Des titres comme « Ya Salam » ont largement contribué à sa popularité dans le monde arabe et africain, confirmant son statut d’artiste incontournable. Elle s’inscrit ainsi dans la continuité de grandes voix féminines soudanaises, tout en affirmant une identité artistique résolument contemporaine. Elle incarne surtout l’évolution récente de la musique féminine au Soudan, un pays dont la tradition musicale fut portée par de grandes figures féminines telles que Aïcha Musa Ahmad, première femme à chanter à la radio soudanaise dans les années 1940, ou encore Nancy Agag, figure contemporaine de la musique soudanaise moderne. Le public djiboutien a particulièrement salué sa capacité à instaurer une proximité immédiate avec les spectateurs. Chaque interprétation semblait porter une part de mémoire collective, mêlant nostalgie, poésie et rythmes populaires profondément ancrés dans l’âme soudanaise.

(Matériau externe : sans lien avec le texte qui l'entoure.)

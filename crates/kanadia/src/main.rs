mod cli;
mod config;
mod report;

use anyhow::{Context, Result};
use clap::Parser;
use tracing::{info, warn};

use entry_engine::{loader, EntryEngine};

use crate::cli::Cli;
use crate::config::Format;

fn main() -> Result<()> {
    // 1. Parse CLI args.
    let cli = Cli::parse();

    // 2. Load config, then merge CLI overrides.
    let (mut cfg, config_found) = config::load(&cli.config)?;

    if let Some(ref watchlist) = cli.watchlist {
        cfg.watchlist_file = watchlist.clone();
    }
    if let Some(ref countries) = cli.countries {
        cfg.countries_file = countries.clone();
    }
    if cli.json {
        cfg.output.format = Format::Json;
    }

    // 3. Init tracing-subscriber on stderr; stdout carries only decisions.
    let env_filter = tracing_subscriber::EnvFilter::try_from_default_env()
        .unwrap_or_else(|_| tracing_subscriber::EnvFilter::new(&cfg.logging.level));

    let subscriber = tracing_subscriber::fmt()
        .with_env_filter(env_filter)
        .with_target(true)
        .with_writer(std::io::stderr);
    match cfg.logging.format {
        Format::Json => subscriber.json().init(),
        Format::Text => subscriber.init(),
    }

    if !config_found {
        warn!(
            path = %cli.config.display(),
            "configuration file not found; using defaults"
        );
    }

    info!(
        config_file = %cli.config.display(),
        entries = %cli.entries.display(),
        watchlist = %cfg.watchlist_file.display(),
        countries = %cfg.countries_file.display(),
        "kanadia starting"
    );

    // 4. Load the three inputs.
    let entries = loader::load_entries(&cli.entries).context("failed to load entry records")?;
    let watchlist =
        loader::load_watchlist(&cfg.watchlist_file).context("failed to load watchlist")?;
    let countries =
        loader::load_countries(&cfg.countries_file).context("failed to load country table")?;

    // 5. Decide.
    let engine = match cli.today {
        Some(today) => EntryEngine::on(&watchlist, &countries, today),
        None => EntryEngine::new(&watchlist, &countries),
    };
    let decisions = engine.explain(&entries);

    info!(
        records = decisions.len(),
        today = %engine.today(),
        "screening complete"
    );

    // 6. Report.
    let out = report::render(&decisions, cfg.output.format, cli.explain)?;
    if !out.is_empty() {
        println!("{out}");
    }

    Ok(())
}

La soirée a également mis en lumière la richesse de la scène artistique djiboutienne, avec la participation d’artistes locaux tels que Ikram Houssein Mahabe, Yahye Abdoulkader, Omar Hassan et Idriss Boy, qui ont partagé la scène dans un esprit de collaboration et de fraternité artistique.
L’un des temps forts fut la prestation de l’orchestre des Salines, dont l’accompagnement en live a permis une véritable fusion musicale entre les sonorités djiboutiennes et soudanaises. Cette rencontre artistique a donné naissance à une atmosphère vibrante, où les traditions musicales des deux pays dialoguaient avec naturel.
Au-delà de son caractère festif, cette soirée a rappelé le rôle fondamental de la culture comme levier diplomatique. Dans une région souvent marquée par les tensions, la musique apparaît plus que jamais comme un langage universel capable de rapprocher les peuples et de raviver les liens historiques.
Fortement mobilisée, la communauté soudanaise de Djibouti a démontré son attachement à la préservation de son patrimoine culturel tout en contribuant activement à la vie artistique locale. Une dynamique qui illustre également la vocation de Djibouti comme terre d’accueil, de rencontres et d’échanges au cœur de la Corne de l’Afrique.